Still, there’s a task which I always feel a bit unconfortable doing, which is the peer evaluation. I believe that if you’re going to point out things for someone to improve you might just do it in a constructive way. This way, the one being evaluated feels not so much as being pointed out for doing something not as well as it should, but more as being told that he has the potential of doing something better, and that we are counting on him because we know that he is not doing things that way on purpose and that we know that he can do better. It’s a shift from “you’re not doing things as we expected” towards something more like “you’re not doing things the way that we are confident that you know how… And if you don’t know – or if it turns out that you can’t make it as well as we expect yet – you can count on us to help you in whatever we can”.
Though I feel this works great, there’s a problem: for each thing to improve, I write circa two sentences – one for pointing out what could be improved, and then one or two about things that could help improve. Imagine that I have 3 points for a person to improve – that’s a whole 6 sentence paragraph!
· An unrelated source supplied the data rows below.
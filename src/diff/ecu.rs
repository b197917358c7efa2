//! Comparison of one pair of ECUs.

use super::record::RecordComparer;
use super::result::{EcuComparisonResult, EcuDataComparisonResult, SUBSYSTEM_SEGMENT};
use crate::config::ComparisonConfig;
use crate::error::{ErrorContext, OdisCompareError, Result};
use crate::model::{is_blank, key_codec, Ecu, EcuData, KeyedSequence};
use indexmap::IndexMap;

/// Presence maps are keyed by the presentation form of the record key.
const PRESENTATION_KEY: fn(&str) -> String = key_codec::display_key;

/// Compares the master and subsystem records of two ECUs.
#[derive(Debug, Clone, Copy)]
pub struct EcuComparer<'a> {
    config: &'a ComparisonConfig,
    records: RecordComparer<'a>,
}

impl<'a> EcuComparer<'a> {
    #[must_use]
    pub const fn new(config: &'a ComparisonConfig) -> Self {
        Self {
            config,
            records: RecordComparer::new(config),
        }
    }

    /// Compare two ECUs that were paired by id.
    ///
    /// # Errors
    ///
    /// Fails with an `ECU_ID` identity mismatch when the ids differ, or with
    /// a `TI_NAME` mismatch from any paired record.
    pub fn compare(&self, first: &Ecu, second: &Ecu) -> Result<EcuComparisonResult> {
        if first.ecu_id != second.ecu_id {
            return Err(OdisCompareError::ecu_id_mismatch(
                &first.ecu_id,
                &second.ecu_id,
            ));
        }

        let mut result = EcuComparisonResult::new(first, second);
        let ecu_id = first.ecu_id.as_str();

        let (missing_in_first, missing_in_second) =
            self.missing_records(&first.masters, &second.masters);
        result.master_missing_in_first = missing_in_first;
        result.master_missing_in_second = missing_in_second;
        result.master_results = self
            .compare_records(&first.masters, &second.masters, |key, _, _| {
                (vec![ecu_id.to_string(), PRESENTATION_KEY(key)], None)
            })
            .with_context(|| format!("ECU {ecu_id} master data"))?;

        let (missing_in_first, missing_in_second) =
            self.missing_records(&first.subsystems, &second.subsystems);
        result.subsystem_missing_in_first = missing_in_first;
        result.subsystem_missing_in_second = missing_in_second;
        result.subsystem_results = self
            .compare_records(&first.subsystems, &second.subsystems, |key, f, s| {
                let main_path = vec![
                    ecu_id.to_string(),
                    SUBSYSTEM_SEGMENT.to_string(),
                    PRESENTATION_KEY(key),
                ];
                (main_path, Some(subsystem_descriptions(f, s)))
            })
            .with_context(|| format!("ECU {ecu_id} subsystem data"))?;

        tracing::debug!(
            "Compared ECU {}: {} master, {} subsystem record results",
            ecu_id,
            result.master_results.len(),
            result.subsystem_results.len()
        );

        Ok(result)
    }

    fn missing_records(
        &self,
        first: &KeyedSequence<EcuData>,
        second: &KeyedSequence<EcuData>,
    ) -> (IndexMap<String, EcuData>, IndexMap<String, EcuData>) {
        let missing_in_first = if self.config.reports_missing_in_first() {
            second.missing_from(first, Some(PRESENTATION_KEY))
        } else {
            IndexMap::new()
        };
        let missing_in_second = if self.config.reports_missing_in_second() {
            first.missing_from(second, Some(PRESENTATION_KEY))
        } else {
            IndexMap::new()
        };
        (missing_in_first, missing_in_second)
    }

    /// Compare every record present on both sides, keeping non-empty results.
    fn compare_records<F>(
        &self,
        first: &KeyedSequence<EcuData>,
        second: &KeyedSequence<EcuData>,
        layout: F,
    ) -> Result<Vec<EcuDataComparisonResult>>
    where
        F: Fn(&str, &EcuData, &EcuData) -> (Vec<String>, Option<Vec<String>>),
    {
        let mut results = Vec::new();
        for key in first.common_keys(second) {
            let (Some(f), Some(s)) = (first.get(key), second.get(key)) else {
                continue;
            };
            let (main_path, descriptions) = layout(key, f, s);
            let record = self.records.compare(&main_path, descriptions, f, s)?;
            if !record.is_empty() {
                results.push(record);
            }
        }
        Ok(results)
    }
}

/// Description pair of two subsystem records.
///
/// Unnamed subsystems are described by part number and system name.
fn subsystem_descriptions(first: &EcuData, second: &EcuData) -> Vec<String> {
    if is_blank(first.ti_name.as_deref()) && is_blank(second.ti_name.as_deref()) {
        vec![first.subsystem_description(), second.subsystem_description()]
    } else {
        vec![
            first.ti_name.clone().unwrap_or_default(),
            second.ti_name.clone().unwrap_or_default(),
        ]
    }
}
Now, since I do NOT detail the person’s merits – so it won’t risk coming out as flattery, which is not useful at all - just pointing them out (“good technical skills”, “great team player”, “best taste in screen-savers”, etc.) ends up with evaluations that, text-length-wise, are 20% merits, 80% points to be improved, even though it might be the case where the quantity of merits surpasses the quantity of things to be improved.
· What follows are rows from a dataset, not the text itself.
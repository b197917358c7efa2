//! Comparison engine for ODIS snapshots.
//!
//! # Architecture
//!
//! The engine walks two parallel trees top-down, one comparer per level:
//!
//! - [`CompareEngine`]: ECU maps, entity presence and the ECU filter
//! - [`EcuComparer`]: master and subsystem record sets of one ECU pair
//! - [`RecordComparer`]: one record pair (identity check, display name)
//! - [`ValueTreeComparer`]: nested value nodes, depth-first
//! - [`FieldComparator`]: one scalar field under the bypass policy
//!
//! Results flow back up as a [`ComparisonResults`] tree with the same shape
//! as the input. The walk is pure: inputs are never mutated and the only
//! state is the result being assembled.
//!
//! # Example
//!
//! ```no_run
//! use odis_compare::diff::CompareEngine;
//! use odis_compare::model::EcuSelector;
//! use odis_compare::parsers::parse_odis_file;
//! use std::path::Path;
//!
//! let first = parse_odis_file(Path::new("before.xml")).unwrap();
//! let second = parse_odis_file(Path::new("after.xml")).unwrap();
//! let selector = EcuSelector::default();
//!
//! let results = CompareEngine::new()
//!     .compare(&first.ecus(&selector), &second.ecus(&selector))
//!     .unwrap();
//! println!("{} reported items", results.difference_count());
//! ```

mod ecu;
mod engine;
mod field;
mod record;
mod result;
mod statistics;
mod values;

pub use ecu::EcuComparer;
pub use engine::CompareEngine;
pub use field::{field_differs, FieldComparator};
pub use record::RecordComparer;
pub use result::{
    ComparisonResults, Difference, EcuComparisonResult, EcuDataComparisonResult, SnapshotInfo,
    SUBSYSTEM_SEGMENT,
};
pub use statistics::{statistics, DifferenceType, StatisticsRow};
pub use values::ValueTreeComparer;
No matter how you try to shake it, if you get an evaluation like this, after reading the whole text all you’ll be able to see is 2 lines for praise, and 8 lines for criticism. Your mind will keep seeing “so little praise, so much criticism”.
Well, I haven’t settled for a solution yet, but if things go wrong with this type of text, next year I think I might try something different: constructive praise and blatant-flat-out-destructive criticism (without elaborating).
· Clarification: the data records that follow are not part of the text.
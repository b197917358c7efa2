//! Top-level comparison engine over two ECU maps.

use super::ecu::EcuComparer;
use super::result::{ComparisonResults, EcuComparisonResult};
use crate::config::{ComparisonConfig, ComparisonOption, DEFAULT_PARALLEL_THRESHOLD};
use crate::error::Result;
use crate::model::{Ecu, FieldKind};
use indexmap::IndexMap;
use rayon::prelude::*;

/// Compares two snapshots given as `ecu id -> ECU` maps.
///
/// ```
/// use indexmap::IndexMap;
/// use odis_compare::diff::CompareEngine;
/// use odis_compare::model::Ecu;
///
/// let mut first = IndexMap::new();
/// first.insert("0019".to_string(), Ecu::new("0019"));
/// let second = IndexMap::new();
///
/// let results = CompareEngine::new().compare(&first, &second).unwrap();
/// assert!(results.ecus_missing_in_second.contains_key("0019"));
/// ```
#[derive(Debug, Clone, Default)]
pub struct CompareEngine {
    config: ComparisonConfig,
}

impl CompareEngine {
    /// Create an engine with the default policy.
    #[must_use]
    pub fn new() -> Self {
        Self::default()
    }

    /// Create an engine from an existing comparison configuration.
    #[must_use]
    pub const fn from_config(config: ComparisonConfig) -> Self {
        Self { config }
    }

    /// Set the bypassed field kinds.
    #[must_use]
    pub fn with_bypass(mut self, bypass: Vec<FieldKind>) -> Self {
        self.config.bypass = bypass;
        self
    }

    /// Set the enabled comparison options (empty enables all).
    #[must_use]
    pub fn with_options(mut self, options: Vec<ComparisonOption>) -> Self {
        self.config.options = options;
        self
    }

    /// Restrict pairwise comparison to ECU ids matching one of `tokens`.
    #[must_use]
    pub fn with_ecu_filter(mut self, tokens: Vec<String>) -> Self {
        self.config.ecus = tokens;
        self
    }

    /// Enable or disable parallel comparison of ECU pairs.
    #[must_use]
    pub const fn with_parallel(mut self, parallel: bool) -> Self {
        self.config.parallel = parallel;
        self
    }

    /// The policy this engine applies.
    #[must_use]
    pub const fn config(&self) -> &ComparisonConfig {
        &self.config
    }

    /// Compare two ECU maps.
    ///
    /// # Errors
    ///
    /// Propagates the first identity mismatch found while pairing records.
    pub fn compare(
        &self,
        first: &IndexMap<String, Ecu>,
        second: &IndexMap<String, Ecu>,
    ) -> Result<ComparisonResults> {
        let mut results = ComparisonResults::new(self.config.clone());

        if self.config.reports_missing_in_first() {
            results.ecus_missing_in_first = missing_ecus(second, first);
        }
        if self.config.reports_missing_in_second() {
            results.ecus_missing_in_second = missing_ecus(first, second);
        }

        let pairs: Vec<(&Ecu, &Ecu)> = first
            .iter()
            .filter(|(id, _)| self.config.ecu_filter_matches(id))
            .filter_map(|(id, f)| second.get(id).map(|s| (f, s)))
            .collect();

        tracing::info!(
            "Comparing {} ECU pairs ({} only in first, {} only in second)",
            pairs.len(),
            results.ecus_missing_in_second.len(),
            results.ecus_missing_in_first.len()
        );

        let comparer = EcuComparer::new(&self.config);
        let compared: Vec<EcuComparisonResult> =
            if self.config.parallel && pairs.len() >= DEFAULT_PARALLEL_THRESHOLD {
                pairs
                    .par_iter()
                    .map(|(f, s)| comparer.compare(f, s))
                    .collect::<Result<Vec<_>>>()?
            } else {
                pairs
                    .iter()
                    .map(|(f, s)| comparer.compare(f, s))
                    .collect::<Result<Vec<_>>>()?
            };

        for result in compared.into_iter().filter(|r| !r.is_empty()) {
            results.ecu_results.push(result);
        }

        tracing::info!(
            "Comparison finished: {} ECUs differ, {} reported items",
            results.ecu_results.len(),
            results.difference_count()
        );

        Ok(results)
    }
}

/// ECUs of `present` whose key is absent from `other`, in `present` order.
fn missing_ecus(present: &IndexMap<String, Ecu>, other: &IndexMap<String, Ecu>) -> IndexMap<String, Ecu> {
    present
        .iter()
        .filter(|(id, _)| !other.contains_key(*id))
        .map(|(id, ecu)| (id.clone(), ecu.clone()))
        .collect()
}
No one will ever complaint about this year’s apparent 20% praise/80% criticism ratio again after that.
February 13, 2007 at 10:50 am
I understand your feelings about criticizing too much as apposed to complementing, but I really don’t think you should worry too much about it. Here’s why:
If I’m doing something right, of course I like to know it. All I need is a “Well done” sentence, it is enough.
If I’m doing something bad, I need more than a “Bad boy” sentence. I need something like “You’re doing this wrong because … and you should to it like this … or try that …”. So I actually expect my evaluations to contain much more criticizing content than compliments.
So fire away your critics, be merciless and end the evaluation with a pat on the back: “Nice screen-saver though!” :)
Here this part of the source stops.